(Stored items)
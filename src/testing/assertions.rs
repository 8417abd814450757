//! Custom assertion helpers for verification results

use std::fmt::Debug;

use crate::webauthn::{ClientDataCheck, ErrorKind, WebAuthnError};

/// Assert that a result failed with the expected error kind
///
/// # Panics
///
/// Panics if the result is `Ok` or fails with another kind.
pub fn assert_error_kind<T: Debug>(result: &Result<T, WebAuthnError>, expected: ErrorKind) {
    match result {
        Ok(value) => panic!("Expected {expected:?} failure, got Ok({value:?})"),
        Err(e) => assert_eq!(e.kind(), expected, "Unexpected error: {e}"),
    }
}

/// Assert that client data verification failed exactly on `expected`
///
/// # Panics
///
/// Panics if the result is not `InvalidClientData` with the given checks.
pub fn assert_client_data_failure<T: Debug>(
    result: &Result<T, WebAuthnError>,
    expected: &[ClientDataCheck],
) {
    match result {
        Err(WebAuthnError::InvalidClientData(failed)) => assert_eq!(failed.as_slice(), expected),
        other => panic!("Expected InvalidClientData({expected:?}), got {other:?}"),
    }
}
//! `WebAuthn` attestation statement verification
//!
//! Every attestation statement format is a closed variant of
//! [`AttestationFormat`] with exactly one verifier. Dispatch is an exhaustive
//! match, so supporting a new format means adding a variant and its verifier.
//!
//! Verifiers follow one contract: `load` checks the statement structure and
//! fails before any cryptographic work, `is_valid` performs the format's
//! signature and certificate checks and returns `Ok(false)` when they fail.

pub mod android_key;
pub mod android_safetynet;
pub mod apple;
pub mod certificate;
pub mod fido_u2f;
pub mod none;
pub mod packed;
pub mod tpm;
pub mod trust_path;

use std::fmt;

use crate::webauthn::authenticator_data::AuthenticatorData;
use crate::webauthn::cbor::{AttestationObject, CborMap};
use crate::webauthn::settings::WebAuthnSettings;
use crate::webauthn::WebAuthnError;

pub use android_key::AndroidKeyAttestation;
pub use android_safetynet::AndroidSafetyNetAttestation;
pub use apple::AppleAttestation;
pub use fido_u2f::FidoU2fAttestation;
pub use none::NoneAttestation;
pub use packed::PackedAttestation;
pub use tpm::TpmAttestation;
pub use trust_path::{AttestationType, TrustPath};

/// Attestation statement formats
#[derive(Debug, Clone, Copy, PartialEq, Eq, Hash)]
pub enum AttestationFormat {
    None,
    FidoU2f,
    Packed,
    AndroidKey,
    AndroidSafetyNet,
    Tpm,
    Apple,
}

impl AttestationFormat {
    /// Every known format
    pub const ALL: [AttestationFormat; 7] = [
        AttestationFormat::None,
        AttestationFormat::FidoU2f,
        AttestationFormat::Packed,
        AttestationFormat::AndroidKey,
        AttestationFormat::AndroidSafetyNet,
        AttestationFormat::Tpm,
        AttestationFormat::Apple,
    ];

    /// Registered format identifier
    #[must_use]
    pub fn as_str(self) -> &'static str {
        match self {
            AttestationFormat::None => "none",
            AttestationFormat::FidoU2f => "fido-u2f",
            AttestationFormat::Packed => "packed",
            AttestationFormat::AndroidKey => "android-key",
            AttestationFormat::AndroidSafetyNet => "android-safetynet",
            AttestationFormat::Tpm => "tpm",
            AttestationFormat::Apple => "apple",
        }
    }
}

impl TryFrom<&str> for AttestationFormat {
    type Error = WebAuthnError;

    fn try_from(value: &str) -> Result<Self, Self::Error> {
        AttestationFormat::ALL
            .into_iter()
            .find(|format| format.as_str() == value)
            .ok_or_else(|| WebAuthnError::UnsupportedFormat(value.to_string()))
    }
}

impl fmt::Display for AttestationFormat {
    fn fmt(&self, f: &mut fmt::Formatter<'_>) -> fmt::Result {
        f.write_str(self.as_str())
    }
}

/// A loaded attestation statement
#[derive(Debug, Clone)]
pub struct AttestationStatement {
    pub format: AttestationFormat,
    /// Raw `attStmt` map
    pub att_stmt: CborMap,
    pub attestation_type: AttestationType,
    pub trust_path: TrustPath,
}

/// Verification strategy for one attestation statement format
pub trait AttestationStatementVerifier: Send + Sync {
    /// Format identifier handled by this verifier
    fn name(&self) -> &'static str;

    /// Check the statement structure and determine its trust path
    ///
    /// # Errors
    /// Returns `InvalidAttestationStatement` if required members are missing
    /// or ill-typed
    fn load(&self, attestation: &AttestationObject) -> Result<AttestationStatement, WebAuthnError>;

    /// Verify the statement against authenticator data and client data hash
    ///
    /// # Errors
    /// Returns an error only for malformed or impossible states; a statement
    /// that fails cryptographic verification yields `Ok(false)`
    fn is_valid(
        &self,
        client_data_hash: &[u8],
        statement: &AttestationStatement,
        auth_data: &AuthenticatorData,
    ) -> Result<bool, WebAuthnError>;
}

/// The set of verifiers, one per format
pub struct AttestationStatementSupport {
    none: NoneAttestation,
    fido_u2f: FidoU2fAttestation,
    packed: PackedAttestation,
    android_key: AndroidKeyAttestation,
    android_safetynet: AndroidSafetyNetAttestation,
    tpm: TpmAttestation,
    apple: AppleAttestation,
}

impl AttestationStatementSupport {
    /// Build verifiers configured from settings
    #[must_use]
    pub fn new(settings: &WebAuthnSettings) -> Self {
        Self {
            none: NoneAttestation,
            fido_u2f: FidoU2fAttestation,
            packed: PackedAttestation,
            android_key: AndroidKeyAttestation::new(settings.android_key.require_tee),
            android_safetynet: AndroidSafetyNetAttestation::new(
                settings.safetynet.max_age_seconds,
                settings.safetynet.clock_skew_seconds,
            ),
            tpm: TpmAttestation,
            apple: AppleAttestation,
        }
    }

    /// Replace the SafetyNet verifier, e.g. to pin its clock
    #[must_use]
    pub fn with_safetynet(mut self, verifier: AndroidSafetyNetAttestation) -> Self {
        self.android_safetynet = verifier;
        self
    }

    /// Verifier responsible for a format
    #[must_use]
    pub fn verifier(&self, format: AttestationFormat) -> &dyn AttestationStatementVerifier {
        match format {
            AttestationFormat::None => &self.none,
            AttestationFormat::FidoU2f => &self.fido_u2f,
            AttestationFormat::Packed => &self.packed,
            AttestationFormat::AndroidKey => &self.android_key,
            AttestationFormat::AndroidSafetyNet => &self.android_safetynet,
            AttestationFormat::Tpm => &self.tpm,
            AttestationFormat::Apple => &self.apple,
        }
    }
}

impl Default for AttestationStatementSupport {
    fn default() -> Self {
        Self::new(&WebAuthnSettings::default())
    }
}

ABOUT THIS EXERCISE
The data above should be duplicated exactly and completely.

YOUR SOLUTION
filename src/testing/assertions.rs
repository 8417abd814450757
//! Custom assertion helpers for verification results

use std::fmt::Debug;

use crate::webauthn::{ClientDataCheck, ErrorKind, WebAuthnError};

/// Assert that a result failed with the expected error kind
///
/// # Panics
///
/// Panics if the result is `Ok` or fails with another kind.
pub fn assert_error_kind<T: Debug>(result: &Result<T, WebAuthnError>, expected: ErrorKind) {
    match result {
        Ok(value) => panic!("Expected {expected:?} failure, got Ok({value:?})"),
        Err(e) => assert_eq!(e.kind(), expected, "Unexpected error: {e}"),
    }
}

/// Assert that client data verification failed exactly on `expected`
///
/// # Panics
///
/// Panics if the result is not `InvalidClientData` with the given checks.
pub fn assert_client_data_failure<T: Debug>(
    result: &Result<T, WebAuthnError>,
    expected: &[ClientDataCheck],
) {
    match result {
        Err(WebAuthnError::InvalidClientData(failed)) => assert_eq!(failed.as_slice(), expected),
        other => panic!("Expected InvalidClientData({expected:?}), got {other:?}"),
    }
}
//! `WebAuthn` attestation statement verification
//!
//! Every attestation statement format is a closed variant of
//! [`AttestationFormat`] with exactly one verifier. Dispatch is an exhaustive
//! match, so supporting a new format means adding a variant and its verifier.
//!
//! Verifiers follow one contract: `load` checks the statement structure and
//! fails before any cryptographic work, `is_valid` performs the format's
//! signature and certificate checks and returns `Ok(false)` when they fail.

pub mod android_key;
pub mod android_safetynet;
pub mod apple;
pub mod certificate;
pub mod fido_u2f;
pub mod none;
pub mod packed;
pub mod tpm;
pub mod trust_path;

use std::fmt;

use crate::webauthn::authenticator_data::AuthenticatorData;
use crate::webauthn::cbor::{AttestationObject, CborMap};
use crate::webauthn::settings::WebAuthnSettings;
use crate::webauthn::WebAuthnError;

pub use android_key::AndroidKeyAttestation;
pub use android_safetynet::AndroidSafetyNetAttestation;
pub use apple::AppleAttestation;
pub use fido_u2f::FidoU2fAttestation;
pub use none::NoneAttestation;
pub use packed::PackedAttestation;
pub use tpm::TpmAttestation;
pub use trust_path::{AttestationType, TrustPath};

/// Attestation statement formats
#[derive(Debug, Clone, Copy, PartialEq, Eq, Hash)]
pub enum AttestationFormat {
    None,
    FidoU2f,
    Packed,
    AndroidKey,
    AndroidSafetyNet,
    Tpm,
    Apple,
}

impl AttestationFormat {
    /// Every known format
    pub const ALL: [AttestationFormat; 7] = [
        AttestationFormat::None,
        AttestationFormat::FidoU2f,
        AttestationFormat::Packed,
        AttestationFormat::AndroidKey,
        AttestationFormat::AndroidSafetyNet,
        AttestationFormat::Tpm,
        AttestationFormat::Apple,
    ];

    /// Registered format identifier
    #[must_use]
    pub fn as_str(self) -> &'static str {
        match self {
            AttestationFormat::None => "none",
            AttestationFormat::FidoU2f => "fido-u2f",
            AttestationFormat::Packed => "packed",
            AttestationFormat::AndroidKey => "android-key",
            AttestationFormat::AndroidSafetyNet => "android-safetynet",
            AttestationFormat::Tpm => "tpm",
            AttestationFormat::Apple => "apple",
        }
    }
}

impl TryFrom<&str> for AttestationFormat {
    type Error = WebAuthnError;

    fn try_from(value: &str) -> Result<Self, Self::Error> {
        AttestationFormat::ALL
            .into_iter()
            .find(|format| format.as_str() == value)
            .ok_or_else(|| WebAuthnError::UnsupportedFormat(value.to_string()))
    }
}

impl fmt::Display for AttestationFormat {
    fn fmt(&self, f: &mut fmt::Formatter<'_>) -> fmt::Result {
        f.write_str(self.as_str())
    }
}

/// A loaded attestation statement
#[derive(Debug, Clone)]
pub struct AttestationStatement {
    pub format: AttestationFormat,
    /// Raw `attStmt` map
    pub att_stmt: CborMap,
    pub attestation_type: AttestationType,
    pub trust_path: TrustPath,
}

/// Verification strategy for one attestation statement format
pub trait AttestationStatementVerifier: Send + Sync {
    /// Format identifier handled by this verifier
    fn name(&self) -> &'static str;

    /// Check the statement structure and determine its trust path
    ///
    /// # Errors
    /// Returns `InvalidAttestationStatement` if required members are missing
    /// or ill-typed
    fn load(&self, attestation: &AttestationObject) -> Result<AttestationStatement, WebAuthnError>;

    /// Verify the statement against authenticator data and client data hash
    ///
    /// # Errors
    /// Returns an error only for malformed or impossible states; a statement
    /// that fails cryptographic verification yields `Ok(false)`
    fn is_valid(
        &self,
        client_data_hash: &[u8],
        statement: &AttestationStatement,
        auth_data: &AuthenticatorData,
    ) -> Result<bool, WebAuthnError>;
}

/// The set of verifiers, one per format
pub struct AttestationStatementSupport {
    none: NoneAttestation,
    fido_u2f: FidoU2fAttestation,
    packed: PackedAttestation,
    android_key: AndroidKeyAttestation,
    android_safetynet: AndroidSafetyNetAttestation,
    tpm: TpmAttestation,
    apple: AppleAttestation,
}

impl AttestationStatementSupport {
    /// Build verifiers configured from settings
    #[must_use]
    pub fn new(settings: &WebAuthnSettings) -> Self {
        Self {
            none: NoneAttestation,
            fido_u2f: FidoU2fAttestation,
            packed: PackedAttestation,
            android_key: AndroidKeyAttestation::new(settings.android_key.require_tee),
            android_safetynet: AndroidSafetyNetAttestation::new(
                settings.safetynet.max_age_seconds,
                settings.safetynet.clock_skew_seconds,
            ),
            tpm: TpmAttestation,
            apple: AppleAttestation,
        }
    }

    /// Replace the SafetyNet verifier, e.g. to pin its clock
    #[must_use]
    pub fn with_safetynet(mut self, verifier: AndroidSafetyNetAttestation) -> Self {
        self.android_safetynet = verifier;
        self
    }

    /// Verifier responsible for a format
    #[must_use]
    pub fn verifier(&self, format: AttestationFormat) -> &dyn AttestationStatementVerifier {
        match format {
            AttestationFormat::None => &self.none,
            AttestationFormat::FidoU2f => &self.fido_u2f,
            AttestationFormat::Packed => &self.packed,
            AttestationFormat::AndroidKey => &self.android_key,
            AttestationFormat::AndroidSafetyNet => &self.android_safetynet,
            AttestationFormat::Tpm => &self.tpm,
            AttestationFormat::Apple => &self.apple,
        }
    }
}

impl Default for AttestationStatementSupport {
    fn default() -> Self {
        Self::new(&WebAuthnSettings::default())
    }
}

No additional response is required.